Он не лукавил, хотя в физическом смысле дыхание все еще было с ним. Таня не позволила ему прерваться… Ему по-прежнему хотелось спать, и уже под утро проснулся голод, и затекающие мышцы требовали сменить положение. Но Никита больше не чувствовал в себе той жажды жизни, того веселого кипения крови, которое еще два месяца назад позволяло ему наслаждаться каждым днем.
Он повторил то, до чего додумался в больнице: «Я наказан за то, что совершил, хоть мысленное, но все же прелюбодеяние». Это открытие уже не пугало его и не вызывало в душе раскаяния. Когда ты уже мертв, поздно каяться… Никита догадывался: он повторяет это так часто лишь потому, что не может поверить, что это – грех. Лина и грех находились в разных плоскостях не только его сознания, но и всего мироздания, в котором с каждым годом обнаруживалось все больше изъянов. Вот только одно не могло измениться, сколько бы лет ни прошло.

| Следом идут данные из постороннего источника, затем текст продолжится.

//! Klines response parsing.

use serde_json::Value;
use thiserror::Error;
use tscache_types::Candle;

/// Errors that can occur while parsing a klines response.
#[derive(Error, Debug)]
pub enum ParseError {
    /// The body is not a JSON array of arrays.
    #[error("Invalid klines response: {0}")]
    Json(#[from] serde_json::Error),

    /// A row has fewer than six fields.
    #[error("Kline row {row} has {len} fields (expected at least 6)")]
    ShortRow {
        /// Row number in the response.
        row: usize,
        /// Number of fields found.
        len: usize,
    },

    /// A field is not a number or numeric string.
    #[error("Kline row {row} has a non-numeric value in column {column}")]
    InvalidField {
        /// Row number in the response.
        row: usize,
        /// Column number in the row.
        column: usize,
    },
}

/// Parses a klines response body into candles.
///
/// Each row is `[open_time_ms, open, high, low, close, volume, ...]`, with
/// prices and volume encoded as decimal strings. Trailing columns are ignored.
///
/// # Errors
///
/// Returns an error if the body is not an array of rows or a row is malformed.
pub fn parse_klines(body: &[u8]) -> Result<Vec<Candle>, ParseError> {
    let rows: Vec<Vec<Value>> = serde_json::from_slice(body)?;

    rows.iter()
        .enumerate()
        .map(|(row, fields)| parse_row(row, fields))
        .collect()
}

fn parse_row(row: usize, fields: &[Value]) -> Result<Candle, ParseError> {
    if fields.len() < 6 {
        return Err(ParseError::ShortRow {
            row,
            len: fields.len(),
        });
    }

    let time_ms = fields[0]
        .as_i64()
        .ok_or(ParseError::InvalidField { row, column: 0 })?;
    let number = |column: usize| {
        let value = match &fields[column] {
            Value::String(s) => s.parse::<f64>().ok(),
            other => other.as_f64(),
        };
        value.ok_or(ParseError::InvalidField { row, column })
    };

    Ok(Candle::new(
        time_ms,
        number(1)?,
        number(2)?,
        number(3)?,
        number(4)?,
        number(5)?,
    ))
}

#[cfg(test)]
mod tests {
    use super::*;

    const BODY: &str = r#"[
        [1577836800000, "7195.24", "7196.25", "7178.64", "7179.78", "95.51", 1577837699999, "686078.11", 1127, "32.08", "230504.26", "0"],
        [1577837700000, "7179.76", "7191.77", "7178.20", "7191.07", "59.50", 1577838599999, "427431.39", 759, "31.06", "223123.40", "0"]
    ]"#;

    #[test]
    fn test_parse_klines() {
        let candles = parse_klines(BODY.as_bytes()).unwrap();

        assert_eq!(candles.len(), 2);
        assert_eq!(candles[0].time_ms, 1_577_836_800_000);
        assert!((candles[0].open - 7195.24).abs() < 1e-9);
        assert!((candles[0].volume - 95.51).abs() < 1e-9);
        assert!(candles[1].is_bullish());
    }

    #[test]
    fn test_parse_numeric_fields() {
        let candles = parse_klines(b"[[0, 1.5, 2, 1, 1.75, 10]]").unwrap();
        assert_eq!(candles, vec![Candle::new(0, 1.5, 2.0, 1.0, 1.75, 10.0)]);
    }

    #[test]
    fn test_parse_empty() {
        assert!(parse_klines(b"[]").unwrap().is_empty());
    }

    #[test]
    fn test_parse_short_row() {
        let result = parse_klines(b"[[0, \"1\", \"2\"]]");
        assert!(matches!(result, Err(ParseError::ShortRow { row: 0, len: 3 })));
    }

    #[test]
    fn test_parse_invalid_field() {
        let result = parse_klines(b"[[0, \"1\", \"x\", \"1\", \"1\", \"1\"]]");
        assert!(matches!(
            result,
            Err(ParseError::InvalidField { row: 0, column: 2 })
        ));
    }

    #[test]
    fn test_parse_error_object() {
        let result = parse_klines(br#"{"code": -1121, "msg": "Invalid symbol."}"#);
        assert!(matches!(result, Err(ParseError::Json(_))));
    }
}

Ему не нужно было самому себе открывать глаза на то, что Лина, хоть и пианистка, но в остальном – обычная женщина. И она также зевает по утрам, и у нее бывают и насморк, и кишечные расстройства, и дурное настроение. Все это Никита принял сразу же, потому что всегда был нормальным, здравомыслящим человеком. И даже сам о себе не знал того, что способен сойти с ума. Он уснул с уверенностью, что теперь совершенно здоров и что здоровье это совершенно ему не нужно.
То, как именно Никита уснул, даже нельзя было определить расхожей фразой – «провалился в сон», ведь это уже предполагает хотя бы подобие действия. Он же не почувствовал ничего. Кто-то сглотнул несколько часов, и наступило утро. Очнулся Никита с мыслью, которую не прервало временное беспамятство: «Даже если это утро будет трехтысячным, оно нисколько не приблизит меня к Лине…»
Теперь, когда рассудок его вынудили проясниться, а тело упорно продолжало двигаться, утомляться и чего-то желать, ему предстояло научиться жить с этой мыслью. Хотя он никак не понимал: зачем? Все, чем он был поглощен последние три года, все, о чем он думал и чего хотел, оказалось так или иначе связано с Линой. С надеждой приблизиться… просто приблизиться к этой женщине. Хоть когда-нибудь… Теперь Никита не находил о чем думать, на что надеяться, чем жить.
Он ни на минуту не забывал, что в эти три года произошло много важного для него и никак не связанного с Линой. Дочка окончила начальную школу. Он защитил кандидатскую. Таня стала руководителем своего ансамбля пластического танца, который так и называли «Пласт». На самом деле это и составляло реальную жизнь, но высший ее смысл заключался в том, что на свете существует Лина. Но это было Никитиной святой тайной, ведь, кроме товарищей по «Богеме», никто не знал даже о том, что Никита Ушаков пишет стихи.
Почему он так болезненно скрывал свое творчество? На их кафедре истории культуры было несколько сочинителей, и ни один не отказывался почитать вслух за праздничным столом, составленным из нескольких студенческих. Никита о таком и помыслить не мог. У него начинало выскакивать сердце, и холодом сводило руки, стоило ему лишь мельком представить, что он может вот так же подняться с рюмкой в руке и вместо какого-нибудь дурацкого веселого тоста прочесть те строки, которые на самом деле были и не стихами даже, а безудержным стоном, который каким-то чудом удавалось передавать знаками и наносить на бумагу…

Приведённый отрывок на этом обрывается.